┌──

//! Signal handling for graceful daemon shutdown.
//!
//! Provides Unix signal handling (SIGTERM, SIGINT) for clean shutdown
//! of the lockstep daemon. Signal handlers set static atomic flags; a
//! poll thread translates them into a raised stop flag, which every
//! worker and the scheduler observe without blocking.

use lockstep_runtime::SharedFlag;
use std::sync::atomic::{AtomicBool, AtomicU32, Ordering};
use std::sync::Arc;
use tracing::{debug, info};

/// Signal types that the daemon handles.
#[derive(Debug, Clone, Copy, PartialEq, Eq)]
pub enum SignalKind {
    /// SIGTERM - Graceful termination request.
    Terminate,
    /// SIGINT - Interrupt (Ctrl+C).
    Interrupt,
}

impl std::fmt::Display for SignalKind {
    fn fmt(&self, f: &mut std::fmt::Formatter<'_>) -> std::fmt::Result {
        match self {
            SignalKind::Terminate => write!(f, "SIGTERM"),
            SignalKind::Interrupt => write!(f, "SIGINT"),
        }
    }
}

/// Shared state for signal handling.
///
/// Shared between the poll thread and the main loop. All fields use
/// atomic operations for thread-safe access.
#[derive(Debug, Default)]
pub struct SignalState {
    /// Set to true when a shutdown signal is received.
    shutdown_requested: AtomicBool,
    /// Count of signals received (for diagnostics).
    signal_count: AtomicU32,
    /// The most recent signal received (0 = none).
    last_signal: AtomicU32,
}

impl SignalState {
    /// Create a new signal state.
    pub fn new() -> Self {
        Self::default()
    }

    /// Check if shutdown has been requested.
    #[inline]
    pub fn shutdown_requested(&self) -> bool {
        self.shutdown_requested.load(Ordering::Relaxed)
    }

    /// Request shutdown (can be called from any thread).
    pub fn request_shutdown(&self) {
        self.shutdown_requested.store(true, Ordering::Relaxed);
    }

    /// Record a signal.
    fn record_signal(&self, kind: SignalKind) {
        self.signal_count.fetch_add(1, Ordering::Relaxed);
        self.last_signal.store(kind as u32 + 1, Ordering::Relaxed);
    }

    /// Get the total number of signals received.
    pub fn signal_count(&self) -> u32 {
        self.signal_count.load(Ordering::Relaxed)
    }

    /// The most recent signal received, if any.
    pub fn last_signal(&self) -> Option<SignalKind> {
        match self.last_signal.load(Ordering::Relaxed) {
            1 => Some(SignalKind::Terminate),
            2 => Some(SignalKind::Interrupt),
            _ => None,
        }
    }
}

/// Handle for signal management.
///
/// Holds the shared state and the stop flag the run observes.
#[derive(Clone)]
pub struct SignalHandler {
    state: Arc<SignalState>,
    stop: Arc<SharedFlag>,
}

impl SignalHandler {
    /// Create a signal handler bound to `stop` and register handlers.
    ///
    /// On Unix systems, this registers handlers for SIGTERM and SIGINT.
    /// On other platforms, only shutdown requests through the shared
    /// state are observed. Either path raises `stop`.
    pub fn new(stop: Arc<SharedFlag>) -> std::io::Result<Self> {
        let handler = Self {
            state: Arc::new(SignalState::new()),
            stop,
        };

        #[cfg(unix)]
        handler.register_unix_handlers()?;

        Ok(handler)
    }

    /// Register Unix signal handlers.
    #[cfg(unix)]
    fn register_unix_handlers(&self) -> std::io::Result<()> {
        use std::os::raw::c_int;

        // Signal handlers must be async-signal-safe, so they only touch
        // static atomics. A poll thread does the rest.
        static TERM_FLAG: AtomicBool = AtomicBool::new(false);
        static INT_FLAG: AtomicBool = AtomicBool::new(false);

        let state = Arc::clone(&self.state);
        let stop = Arc::clone(&self.stop);

        std::thread::spawn(move || loop {
            if TERM_FLAG.swap(false, Ordering::Relaxed) {
                info!(signal = %SignalKind::Terminate, "Shutdown signal received");
                state.record_signal(SignalKind::Terminate);
                state.request_shutdown();
            }
            if INT_FLAG.swap(false, Ordering::Relaxed) {
                info!(signal = %SignalKind::Interrupt, "Shutdown signal received");
                state.record_signal(SignalKind::Interrupt);
                state.request_shutdown();
            }
            if state.shutdown_requested() {
                stop.raise();
                break;
            }
            std::thread::sleep(std::time::Duration::from_millis(10));
        });

        unsafe {
            libc::signal(libc::SIGTERM, sigterm_handler as libc::sighandler_t);
            libc::signal(libc::SIGINT, sigint_handler as libc::sighandler_t);
        }

        extern "C" fn sigterm_handler(_: c_int) {
            TERM_FLAG.store(true, Ordering::Relaxed);
        }

        extern "C" fn sigint_handler(_: c_int) {
            INT_FLAG.store(true, Ordering::Relaxed);
        }

        debug!("Unix signal handlers registered");
        Ok(())
    }

    /// Check if shutdown has been requested.
    #[inline]
    pub fn shutdown_requested(&self) -> bool {
        self.state.shutdown_requested()
    }

    /// Get the signal state for inspection.
    pub fn state(&self) -> &SignalState {
        &self.state
    }
}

└──

What the task requires -
Scan the preceding listing for the string "Result" and copy every line where it occurs.

Solution to this exercise -
    fn fmt(&self, f: &mut std::fmt::Formatter<'_>) -> std::fmt::Result {
    pub fn new(stop: Arc<SharedFlag>) -> std::io::Result<Self> {
    fn register_unix_handlers(&self) -> std::io::Result<()> {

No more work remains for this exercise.